The BBC's Orla Guerin, in Misratah, said, the city hospital more than 100 fatalities on Wednesday, the vast majority of them civilians.
The hospital said five civilians had been killed.
British journalist James deadly Misurata: "The rebels say they fight until they die" (this video not be verified independently of each other for authenticity)Ms. PILLAY said there were reports of a cluster bomb explode "just a few hundred metres from the Misurata hospital and other reports recommend at least two medical clinics of mortar or sniper fire are affected".
A doctor at the Hospital of Misurata said that he and his colleagues were exhausted by death and blood, and asked where was the international community our correspondent.
Since rebels fought government troops along the front to the Tripoli Street a group was captured by Western journalists in an attack in the mortar.
Tim Hetherington, 41, a photo-journalist and Oscar nominated film-maker, who had two British and American nationality, was killed in the attack. He had covered a number of conflicts, including the war in Afghanistan.
Reports suggested that Chris Hondros, an American photographer for Getty Images, died several hours later.
Cease-fire offer refusedA spokesman for the rebel Transitional National Council based in Benghazi, they said the Government had rejected recent offer a ceasefire.
A spokesman for the Council, Abdul Hafeez Ghoga, said Col Gaddafi wanted a ceasefire, because his forces were destroyed by NATO air strikes.

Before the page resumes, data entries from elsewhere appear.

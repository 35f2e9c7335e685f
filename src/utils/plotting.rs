use crate::error::{ChainError, Result};
use crate::models::surface::SurfaceGrid;
use image::ImageFormat;
use plotters::backend::BitMapBackend;
use plotters::prelude::*;
use polars::prelude::DataFrame;
use std::ops::Range;
use std::path::Path;
use tracing::{debug, info};

/// Anything that can turn a grid into an image file
pub trait SurfaceRenderer {
    fn render(&self, underlying: &str, grid: &SurfaceGrid, output_path: &Path) -> Result<()>;
}

/// 3D surface of a chain metric over strike and time to expiration
#[derive(Debug, Clone)]
pub struct PlottersRenderer {
    pub width: u32,
    pub height: u32,
    /// Rotation around the vertical axis, radians
    pub yaw: f64,
    /// Tilt towards the viewer, radians
    pub pitch: f64,
}

impl Default for PlottersRenderer {
    fn default() -> Self {
        Self {
            width: 1200,
            height: 900,
            yaw: 0.8,
            pitch: 0.35,
        }
    }
}

impl SurfaceRenderer for PlottersRenderer {
    fn render(&self, underlying: &str, grid: &SurfaceGrid, output_path: &Path) -> Result<()> {
        let buffer = self.render_in_memory(underlying, grid)?;
        image::save_buffer_with_format(
            output_path,
            &buffer,
            self.width,
            self.height,
            image::ColorType::Rgb8,
            ImageFormat::Png,
        )?;
        Ok(())
    }
}

impl PlottersRenderer {
    /// Render into an RGB buffer of `width * height * 3` bytes
    pub fn render_in_memory(&self, underlying: &str, grid: &SurfaceGrid) -> Result<Vec<u8>> {
        let (value_min, value_max) = grid
            .value_range()
            .ok_or_else(|| ChainError::EmptyGrid(grid.metric.clone()))?;
        let strike_axis = padded_range(&grid.strikes);
        let yte_axis = padded_range(&grid.year_fractions);
        let value_axis = padded_range(&[value_min, value_max]);

        let color_gradient = colorous::VIRIDIS;
        let shade = |value: f64| {
            let span = value_max - value_min;
            let t = if span > 0.0 { (value - value_min) / span } else { 0.5 };
            let color = color_gradient.eval_continuous(t.clamp(0.0, 1.0));
            RGBColor(color.r, color.g, color.b)
        };

        let quads = surface_quads(grid);
        debug!(
            "Rendering {} {} with {} observed cells and {} quads",
            underlying,
            grid.metric,
            grid.observed_count(),
            quads.len()
        );

        let mut buffer = vec![0u8; (self.width * self.height * 3) as usize];
        {
            let size = (self.width, self.height);
            let root = BitMapBackend::with_buffer(&mut buffer, size).into_drawing_area();
            root.fill(&WHITE)
                .map_err(|e| ChainError::RenderError(e.to_string()))?;

            let mut chart = ChartBuilder::on(&root)
                .caption(
                    format!("{} {} Surface", underlying, grid.metric),
                    ("sans-serif", 30).into_font(),
                )
                .margin(20)
                .build_cartesian_3d(strike_axis, value_axis, yte_axis)
                .map_err(|e| ChainError::RenderError(e.to_string()))?;

            chart.with_projection(|mut pb| {
                pb.yaw = self.yaw;
                pb.pitch = self.pitch;
                pb.scale = 0.8;
                pb.into_matrix()
            });

            chart
                .configure_axes()
                .light_grid_style(BLACK.mix(0.15))
                .max_light_lines(3)
                .draw()
                .map_err(|e| ChainError::RenderError(e.to_string()))?;

            chart
                .draw_series(quads.into_iter().map(|(corners, value)| {
                    Polygon::new(corners, shade(value).mix(0.85).filled())
                }))
                .map_err(|e| ChainError::RenderError(e.to_string()))?;

            chart
                .draw_series(grid.observed().map(|(yte, strike, value)| {
                    Circle::new((strike, value, yte), 3, shade(value).filled())
                }))
                .map_err(|e| ChainError::RenderError(e.to_string()))?;

            root.draw_text(
                &format!("x: Strike   y: {}   z: YTE", grid.metric),
                &TextStyle::from(("sans-serif", 15)).color(&BLACK),
                (10, self.height as i32 - 50),
            )
            .map_err(|e| ChainError::RenderError(e.to_string()))?;

            root.draw_text(
                &format!(
                    "Generated: {}",
                    chrono::Utc::now().format("%Y-%m-%d %H:%M:%S UTC")
                ),
                &TextStyle::from(("sans-serif", 15)).color(&BLACK),
                (10, self.height as i32 - 30),
            )
            .map_err(|e| ChainError::RenderError(e.to_string()))?;

            root.present()
                .map_err(|e| ChainError::RenderError(e.to_string()))?;
        }

        Ok(buffer)
    }
}

/// Grid one metric of a persisted chain and render it to `output_path`
pub fn plot_chain_surface<R: SurfaceRenderer>(
    renderer: &R,
    underlying: &str,
    chain: &DataFrame,
    metric: &str,
    output_path: &Path,
) -> Result<SurfaceGrid> {
    let grid = SurfaceGrid::from_dataframe(chain, metric)?;
    renderer.render(underlying, &grid, output_path)?;
    info!(
        "Rendered {} {} surface ({} x {}) to {}",
        underlying,
        metric,
        grid.year_fractions.len(),
        grid.strikes.len(),
        output_path.display()
    );
    Ok(grid)
}

pub type Quad = (Vec<(f64, f64, f64)>, f64);

/// One polygon per grid cell whose four corners were all observed, with the
/// mean corner value for shading. Cells touching a gap are left out.
pub fn surface_quads(grid: &SurfaceGrid) -> Vec<Quad> {
    let (rows, cols) = grid.values.dim();
    let mut quads = Vec::new();
    for i in 0..rows.saturating_sub(1) {
        for j in 0..cols.saturating_sub(1) {
            let corners = [(i, j), (i, j + 1), (i + 1, j + 1), (i + 1, j)];
            let values: Option<Vec<f64>> = corners.iter().map(|&(a, b)| grid.get(a, b)).collect();
            if let Some(values) = values {
                let points = corners
                    .iter()
                    .zip(&values)
                    .map(|(&(a, b), &v)| (grid.strikes[b], v, grid.year_fractions[a]))
                    .collect();
                let mean = values.iter().sum::<f64>() / values.len() as f64;
                quads.push((points, mean));
            }
        }
    }
    quads
}

/// Axis range covering `values` with 5% headroom; a single value gets a unit span
fn padded_range(values: &[f64]) -> Range<f64> {
    let min = values.iter().copied().fold(f64::INFINITY, f64::min);
    let max = values.iter().copied().fold(f64::NEG_INFINITY, f64::max);
    if !min.is_finite() || !max.is_finite() {
        return 0.0..1.0;
    }
    let span = max - min;
    if span <= 0.0 {
        let half = if min == 0.0 { 0.5 } else { min.abs() * 0.05 };
        return (min - half)..(max + half);
    }
    (min - 0.05 * span)..(max + 0.05 * span)
}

Mr Ghoga said a proposal, the it, the Col Gaddafi and his family could stay his a political solution "on the scene" allow would impossible, reports the BBC's Peter Biles in Benghazi was.
On Tuesday a ceasefire said Libyan Foreign Minister Abdul ATI al Obeidi it be followed should a transitional period of perhaps six months discussion democracy and constitutional reforms, and preparation for an election that would be monitored by the United Nations - a proposal by the African Union.
He said, would be the presence of foreign military a "Step backward".